_WHAT THE EXERCISE ASKS_.
Go line by line through the data below, counting each one that has "lines", and give the final count only.

_TASK INPUT_.

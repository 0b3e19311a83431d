use std::sync::Arc;

use crate::config::Config;
use crate::models::catalog::Catalog;
use crate::report::ReportRenderer;
use crate::services::assignment::AssignmentEngine;
use crate::services::mark_foil::{
    FoilNumberSource, MarkFoilSession, RandomFoilNumbers, SharedMarkFoilSession,
};
use crate::store::RecordStore;
use axum::extract::FromRef;

#[derive(Clone)]
pub struct AppState {
    pub catalog: Arc<Catalog>,
    pub store: RecordStore,
    pub engine: AssignmentEngine,
    pub renderer: ReportRenderer,
    pub mark_foil: SharedMarkFoilSession,
    pub config: Config,
}

impl AppState {
    /// Builds a fresh session. The mark foil generator is seeded from
    /// `MARK_FOIL_SEED` when set.
    pub fn new(config: Config, catalog: Catalog) -> Self {
        let source = match config.mark_foil_seed {
            Some(seed) => RandomFoilNumbers::seeded(seed),
            None => RandomFoilNumbers::from_entropy(),
        };
        Self::with_foil_source(config, catalog, Box::new(source))
    }

    pub fn with_foil_source(
        config: Config,
        catalog: Catalog,
        source: Box<dyn FoilNumberSource>,
    ) -> Self {
        let catalog = Arc::new(catalog);
        Self {
            engine: AssignmentEngine::new(catalog.clone()),
            renderer: ReportRenderer::new(config.headers.clone()),
            catalog,
            store: RecordStore::new(),
            mark_foil: MarkFoilSession::new(source).shared(),
            config,
        }
    }
}

impl FromRef<AppState> for RecordStore {
    fn from_ref(state: &AppState) -> Self {
        state.store.clone()
    }
}

impl FromRef<AppState> for Arc<Catalog> {
    fn from_ref(state: &AppState) -> Self {
        state.catalog.clone()
    }
}
// src/report/codesheet.rs

use crate::{
    config::FormHeaders,
    models::exam_code::ExamCodeRecord,
    report::layout::{Align, Layout, Weight},
};

pub const CODESHEET_FILE_NAME: &str = "exam-codesheet.pdf";

pub const COLUMN_COUNT: usize = 3;
pub const ROW_HEIGHT: f32 = 15.0;
pub const ROLL_CELL_WIDTH: f32 = 40.0;
/// Longest roll number that stays inside the roll cell at body size.
pub const ROLL_NUMBER_MAX_CHARS: usize = 15;
pub const CODE_CELL_WIDTH: f32 = 20.0;
/// Left edge of each column.
pub const COLUMN_OFFSETS: [f32; COLUMN_COUNT] = [15.0, 75.0, 135.0];

const HEADER_ROW_Y: f32 = 75.0;
/// Top of the first data row.
pub const FIRST_ROW_Y: f32 = HEADER_ROW_Y + ROW_HEIGHT;

const LABEL_BOX_X: f32 = 15.0;
const LABEL_BOX_Y: f32 = 45.0;
const LABEL_BOX_WIDTH: f32 = 100.0;
const LABEL_BOX_HEIGHT: f32 = 30.0;
const LABEL_LINE_STEP: f32 = 10.0;

const BODY_SIZE: f32 = 12.0;
const CELL_PADDING: f32 = 3.0;
const BASELINE_OFFSET: f32 = 10.0;

/// Splits `items` into three consecutive groups of `ceil(len / 3)`.
///
/// Column `i` holds indices `[i * n, min((i + 1) * n, len))`, so trailing
/// columns may be short or empty.
pub fn split_columns<T>(items: &[T]) -> [&[T]; COLUMN_COUNT] {
    let per_column = items.len().div_ceil(COLUMN_COUNT);
    std::array::from_fn(|i| {
        let start = (i * per_column).min(items.len());
        let end = ((i + 1) * per_column).min(items.len());
        &items[start..end]
    })
}

/// Rows that fit in one column before running off the page.
pub fn rows_per_column(page_height: f32) -> usize {
    ((page_height - FIRST_ROW_Y) / ROW_HEIGHT).floor().max(0.0) as usize
}

/// Lays out the codesheet for `records`.
pub fn codesheet_layout(headers: &FormHeaders, records: &[ExamCodeRecord]) -> Layout {
    let mut layout = Layout::a4();
    let center = layout.width / 2.0;

    layout.text(
        headers.institution_name.as_str(),
        center,
        20.0,
        16.0,
        Weight::Bold,
        Align::Center,
    );
    layout.text(
        headers.codesheet_title.as_str(),
        center,
        35.0,
        14.0,
        Weight::Bold,
        Align::Center,
    );

    layout.rect(LABEL_BOX_X, LABEL_BOX_Y, LABEL_BOX_WIDTH, LABEL_BOX_HEIGHT);
    let label_center = LABEL_BOX_X + LABEL_BOX_WIDTH / 2.0;
    let lines = headers.program_label.len().max(1) as f32;
    let first_line_y =
        LABEL_BOX_Y + LABEL_BOX_HEIGHT / 2.0 + 5.0 - (lines - 1.0) * LABEL_LINE_STEP / 2.0;
    for (i, line) in headers.program_label.iter().enumerate() {
        layout.text(
            line.as_str(),
            label_center,
            first_line_y + i as f32 * LABEL_LINE_STEP,
            BODY_SIZE,
            Weight::Bold,
            Align::Center,
        );
    }

    for (column, items) in split_columns(records).into_iter().enumerate() {
        if column > 0 && items.is_empty() {
            continue;
        }
        let x = COLUMN_OFFSETS[column];
        header_row(&mut layout, x);

        for (row, record) in items.iter().enumerate() {
            let y = FIRST_ROW_Y + row as f32 * ROW_HEIGHT;
            layout.rect(x, y, ROLL_CELL_WIDTH, ROW_HEIGHT);
            layout.rect(x + ROLL_CELL_WIDTH, y, CODE_CELL_WIDTH, ROW_HEIGHT);
            layout.text(
                record.roll_number.as_str(),
                x + CELL_PADDING,
                y + BASELINE_OFFSET,
                BODY_SIZE,
                Weight::Normal,
                Align::Left,
            );
            layout.text(
                record.exam_code.as_str(),
                x + ROLL_CELL_WIDTH + CELL_PADDING,
                y + BASELINE_OFFSET,
                BODY_SIZE,
                Weight::Normal,
                Align::Left,
            );
        }
    }

    layout
}

fn header_row(layout: &mut Layout, x: f32) {
    layout.rect(x, HEADER_ROW_Y, ROLL_CELL_WIDTH, ROW_HEIGHT);
    layout.rect(x + ROLL_CELL_WIDTH, HEADER_ROW_Y, CODE_CELL_WIDTH, ROW_HEIGHT);
    layout.text(
        "Roll No",
        x + ROLL_CELL_WIDTH / 2.0,
        HEADER_ROW_Y + BASELINE_OFFSET,
        BODY_SIZE,
        Weight::Bold,
        Align::Center,
    );
    layout.text(
        "Code",
        x + ROLL_CELL_WIDTH + CODE_CELL_WIDTH / 2.0,
        HEADER_ROW_Y + BASELINE_OFFSET,
        BODY_SIZE,
        Weight::Bold,
        Align::Center,
    );
}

_RESPONSE FOR THIS EXERCISE_.
2